Психастеническая тоска одиночества, потерянности, тоска о даром пропадающей красоте... Так уже взрослому Чехову жаль было сорванных цветов... «И в торжестве красоты, в излишке счастья чувствуешь напряжение и тоску, как будто степь знает, что она одинока, что богатство ее и вдохновение гибнут даром для мира, никем не воспетые и никому не нужные, и сквозь радостный гул слышишь ее тоскливый, безнадежный призыв: певца! певца!»

В психастеническом Егорушке все, что копилось в его душе, думалось, преломлялось тревожно (люди, их слова, поступки), подвергалось постоянному недетскому, горькому анализу-размышлению. Например, Егорушкино чувство несправедливости, стыда, тягостной неловкости за поступки развязно-озорного Дымова рождало обиду-раздражительность и даже злобу. И однажды взорвалось, и после взрыва — стыд и бессилие: «Ты хуже всех! Я тебя терпеть не могу!.. На том свете ты будешь гореть в аду!» Егорушка «вдруг затрясся всем телом, затопал ногами и закричал пронзительно: "Бейте его! Бейте его!" Слезы брызнули у него из глаз; стало стыдно, и он, пошатываясь, побежал к обозу... Лежа на тюке и плача, он дергал руками и ногами и шептал: "Мама! Мама!"»

В психастеническом ребенке и взрослом психастенике нет ощущения полноты, полнокровия жизни из-за жухлой чувственности, из-за деперсонализации. Ощущение полноты жизни придает жизни смысл, а так как на извечный вопрос «зачем жить» отвечает, прежде всего, чувство, то выходит, что часто у психастеника нет и ощущения смысла жизни, а есть тягостная реалистического содержания (не аутистического) рефлексия. Нет в нем, психастенике, и тяготения к вере (знаем о нерелигиозности Чехова). В молодом психастенике часто много есть от старика, от стариковской рассудительности. Недаром, по воспоминаниям Коровина, друзья Чехова называли его «дедом».

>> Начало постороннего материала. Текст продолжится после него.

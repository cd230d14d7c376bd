use serde::{Deserialize, Serialize};

use super::catalog::Provider;
use super::profit::ProfitBreakdown;
use super::size::SizeCode;

/// A materialized candidate for one diagnosis. Rebuilt on every call.
#[derive(Clone, Debug, PartialEq, Serialize, Deserialize)]
#[serde(rename_all = "camelCase")]
pub struct ShippingOption {
    pub id: String,
    /// Display name, prefixed with the rank badge once ranked.
    pub name: String,
    pub price: u32,
    pub delivery_days: String,
    pub features: Vec<String>,
    pub description: String,
    pub is_recommended: bool,
    #[serde(default, skip_serializing_if = "Option::is_none")]
    pub provider: Option<Provider>,
    /// True when the drop-off discount was subtracted from `price`.
    #[serde(default)]
    pub discounted: bool,
    #[serde(default, skip_serializing_if = "Option::is_none")]
    pub profit: Option<ProfitBreakdown>,
}

impl ShippingOption {
    pub fn is_next_day(&self) -> bool {
        self.delivery_days.contains("翌日")
    }
}

#[derive(Clone, Debug, PartialEq, Serialize, Deserialize)]
pub struct ShippingSummary {
    pub from: String,
    pub to: String,
    pub size: String,
    pub weight: String,
}

/// What the result screen renders. `options` is never empty.
#[derive(Clone, Debug, PartialEq, Serialize, Deserialize)]
#[serde(rename_all = "camelCase")]
pub struct ShippingResult {
    pub summary: ShippingSummary,
    pub size_category: SizeCode,
    pub options: Vec<ShippingOption>,
    /// Set when the table lookup produced nothing and estimates were substituted.
    #[serde(default)]
    pub is_estimate: bool,
}

impl ShippingResult {
    pub fn cheapest(&self) -> Option<&ShippingOption> {
        self.options.first()
    }
}
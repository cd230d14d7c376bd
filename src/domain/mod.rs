//! Shipping-rate resolution, profit math and AI advice types. No I/O lives here.

pub mod analysis;
pub mod catalog;
pub mod eligibility;
pub mod entities;
pub mod input;
pub mod profit;
pub mod rates;
pub mod region;
pub mod resolver;
pub mod size;

#[allow(unused_imports)]
pub use analysis::{
    AIAnalysisResult, AnalysisOutcome, AnalysisRequest, AnalysisType, MarketInsights,
    PackagingAdvice, ProfitAnalysis, RiskAssessment, RiskTolerance, UserPreferences,
};
#[allow(unused_imports)]
pub use catalog::{service_by_id, Provider, ShippingService, SERVICES};
#[allow(unused_imports)]
pub use entities::{ShippingOption, ShippingResult, ShippingSummary};
#[allow(unused_imports)]
pub use input::{validate_form, ProductForm, ProductInfo, ValidationReport};
#[allow(unused_imports)]
pub use profit::{compute_profit, Platform, ProfitBreakdown};
#[allow(unused_imports)]
pub use region::{correct_prefecture, distance_bucket, region_of, DistanceBucket, Region};
#[allow(unused_imports)]
pub use resolver::{fallback_options, DiagnosisSettings, ShippingRequest, ShippingResolver};
#[allow(unused_imports)]
pub use size::{size_category, Parcel, SizeCode};
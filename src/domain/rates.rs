//! Static rate tables.
//!
//! Region-pair matrices follow the order of [`Region::ALL`] on both axes.
//! A zero cell marks a pair the service does not carry.

use super::region::{distance_bucket, DistanceBucket, Region, REGION_COUNT};
use super::size::SizeCode;

#[derive(Debug, PartialEq, Eq)]
pub struct RateMatrix {
    rows: [[u32; REGION_COUNT]; REGION_COUNT],
}

impl RateMatrix {
    pub const fn new(rows: [[u32; REGION_COUNT]; REGION_COUNT]) -> Self {
        Self { rows }
    }

    pub fn price(&self, from: Region, to: Region) -> Option<u32> {
        self.rows
            .get(from.index())
            .and_then(|row| row.get(to.index()))
            .copied()
            .filter(|price| *price > 0)
    }
}

#[derive(Clone, Copy, Debug, PartialEq, Eq)]
pub struct DistanceRates {
    pub same: u32,
    pub neighbor: u32,
    pub distant: u32,
}

impl DistanceRates {
    pub fn get(&self, bucket: DistanceBucket) -> u32 {
        match bucket {
            DistanceBucket::Same => self.same,
            DistanceBucket::Neighbor => self.neighbor,
            DistanceBucket::Distant => self.distant,
        }
    }
}

/// How a catalog entry is priced before any tier multiplier or discount.
#[derive(Clone, Copy, Debug, PartialEq, Eq)]
pub enum Pricing {
    /// Nationwide flat rate.
    Flat(u32),
    ByDistance(DistanceRates),
    Matrix(&'static RateMatrix),
}

impl Pricing {
    pub fn base_price(&self, from: Region, to: Region) -> Option<u32> {
        match self {
            Pricing::Flat(price) => Some(*price),
            Pricing::ByDistance(rates) => Some(rates.get(distance_bucket(from, to))),
            Pricing::Matrix(matrix) => matrix.price(from, to),
        }
    }
}

/// Scales a 60-size price to the given tier, rounded to the nearest yen.
/// The compact tier has its own table and is returned unchanged.
pub fn tier_price(base_60: u32, size: SizeCode) -> u32 {
    match size.multiplier() {
        Some(multiplier) => (base_60 as f64 * multiplier).round() as u32,
        None => base_60,
    }
}

pub const YUPACKET_POST_RATE: u32 = 200;
pub const NEKOPOS_RATE: u32 = 210;

pub const YUPACKET_RATES: DistanceRates = DistanceRates {
    same: 250,
    neighbor: 300,
    distant: 350,
};

pub const YUPACK_60_RATES: DistanceRates = DistanceRates {
    same: 810,
    neighbor: 870,
    distant: 970,
};

pub static TAKKYUBIN_COMPACT_RATES: RateMatrix = RateMatrix::new([
    [720, 830, 890, 940, 940, 1000, 1000, 1110, 1160, 1160, 1270, 1270],
    [830, 720, 720, 780, 780, 830, 830, 890, 940, 940, 1050, 1110],
    [890, 720, 720, 720, 720, 780, 780, 830, 940, 940, 1050, 1050],
    [940, 780, 720, 720, 720, 720, 720, 780, 830, 830, 940, 940],
    [940, 780, 720, 720, 720, 720, 720, 780, 830, 830, 940, 1000],
    [1000, 830, 780, 720, 720, 720, 720, 720, 780, 780, 830, 1000],
    [1000, 830, 780, 720, 720, 720, 720, 720, 780, 780, 830, 940],
    [1110, 890, 830, 780, 780, 720, 720, 720, 720, 720, 780, 940],
    [1160, 940, 940, 830, 830, 780, 780, 720, 720, 720, 720, 940],
    [1160, 940, 940, 830, 830, 780, 780, 720, 720, 720, 780, 940],
    [1270, 1050, 1050, 940, 940, 830, 830, 780, 720, 780, 720, 890],
    [1270, 1110, 1050, 940, 1000, 1000, 940, 940, 940, 940, 890, 720],
]);

pub static TAKKYUBIN_60_RATES: RateMatrix = RateMatrix::new([
    [940, 1190, 1320, 1460, 1460, 1610, 1610, 1920, 2070, 2070, 2340, 2340],
    [1190, 940, 940, 1060, 1060, 1190, 1190, 1320, 1460, 1460, 1760, 1920],
    [1320, 940, 940, 940, 940, 1060, 1060, 1190, 1460, 1460, 1760, 1760],
    [1460, 1060, 940, 940, 940, 940, 940, 1060, 1190, 1190, 1460, 1460],
    [1460, 1060, 940, 940, 940, 940, 940, 1060, 1190, 1190, 1460, 1610],
    [1610, 1190, 1060, 940, 940, 940, 940, 940, 1060, 1060, 1190, 1610],
    [1610, 1190, 1060, 940, 940, 940, 940, 940, 1060, 1060, 1190, 1460],
    [1920, 1320, 1190, 1060, 1060, 940, 940, 940, 940, 940, 1060, 1460],
    [2070, 1460, 1460, 1190, 1190, 1060, 1060, 940, 940, 940, 940, 1460],
    [2070, 1460, 1460, 1190, 1190, 1060, 1060, 940, 940, 940, 1060, 1460],
    [2340, 1760, 1760, 1460, 1460, 1190, 1190, 1060, 940, 1060, 940, 1320],
    [2340, 1920, 1760, 1460, 1610, 1610, 1460, 1460, 1460, 1460, 1320, 940],
]);

#[cfg(test)]
mod tests {
    use super::*;

    #[test]
    fn matrix_lookup_is_row_from_column_to() {
        assert_eq!(
            TAKKYUBIN_COMPACT_RATES.price(Region::Kanto, Region::Kansai),
            Some(780)
        );
        assert_eq!(
            TAKKYUBIN_60_RATES.price(Region::Hokkaido, Region::Okinawa),
            Some(2340)
        );
        assert_eq!(
            TAKKYUBIN_COMPACT_RATES.price(Region::Shinetsu, Region::Okinawa),
            Some(1000)
        );
        assert_eq!(
            TAKKYUBIN_COMPACT_RATES.price(Region::Kyushu, Region::Shikoku),
            Some(780)
        );
        assert_eq!(
            TAKKYUBIN_COMPACT_RATES.price(Region::Kyushu, Region::Chugoku),
            Some(720)
        );
    }

    #[test]
    fn zero_cell_means_no_service() {
        static SPARSE: RateMatrix = RateMatrix::new([[0; REGION_COUNT]; REGION_COUNT]);
        assert_eq!(SPARSE.price(Region::Kanto, Region::Kanto), None);
    }

    #[test]
    fn same_region_is_the_cheapest_cell_of_each_row() {
        for matrix in [&TAKKYUBIN_COMPACT_RATES, &TAKKYUBIN_60_RATES] {
            for from in Region::ALL {
                let own = matrix.price(from, from).unwrap();
                for to in Region::ALL {
                    assert!(own <= matrix.price(from, to).unwrap());
                }
            }
        }
    }

    #[test]
    fn distance_pricing_uses_the_bucket() {
        let pricing = Pricing::ByDistance(YUPACKET_RATES);
        assert_eq!(pricing.base_price(Region::Kanto, Region::Kanto), Some(250));
        assert_eq!(pricing.base_price(Region::Kanto, Region::Chubu), Some(300));
        assert_eq!(pricing.base_price(Region::Kanto, Region::Kyushu), Some(350));
        assert_eq!(
            Pricing::Flat(YUPACKET_POST_RATE).base_price(Region::Okinawa, Region::Hokkaido),
            Some(200)
        );
    }

    #[test]
    fn tier_prices_round_to_the_nearest_yen() {
        assert_eq!(tier_price(940, SizeCode::S60), 940);
        // 940 * 1.28 = 1203.2
        assert_eq!(tier_price(940, SizeCode::S80), 1203);
        // 810 * 1.55 = 1255.5
        assert_eq!(tier_price(810, SizeCode::S100), 1256);
        assert_eq!(tier_price(720, SizeCode::Compact), 720);
    }
}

Еще одна особенность психастенической души Егорушки — почти постоянное горькое чувство конечности жизни, которое он не способен вытеснять из сознания, как многие обычные тревожные дети, у которых срабатывает аффективный защитный механизм. Он мог представить себе «бабушку в тесном и темном гробу, всеми оставленную и беспомощную». Воображал мертвой мамашу, о. Христофора, графиню Драницкую, Соломона... И в то же время не способен был вообразить себе собственное небытие. «...Лично для себя он не допускал возможности умереть и чувствовал, что никогда не умрет...» Но уже у взрослого Чехова пробудится психастеническое, реалистическое переживание собственного небытия. Ему не нужно будет аморфного, идеалистического представления о вечной жизни души, так как это «медузное» состояние, лишенное его индивидуальности, — это уже не он. Чехов видит в звездах и небе равнодушие к короткой жизни человека: «когда остаешься с ними с глазу на глаз и стараешься постигнуть их смысл, гнетут душу своим молчанием; приходит на мысль то одиночество, которое ждет каждого из нас в могиле, и сущность жизни представляется отчаянной, ужасной...»

И еще раз чувство конечности жизни у Егорушки: необходимость, неотвратимость последнего расставания — когда прощался с о. Христофором. «Отец Христофор вздохнул и не спеша благословил Егорушку. "Во имя Отца и Сына и Святаго духа... Учись, — сказал он. — Ежели помру, поминай"». «Егорушка поцеловал ему руку и заплакал. Что-то в душе шепнуло ему, что уж он больше никогда не увидится с этим стариком.»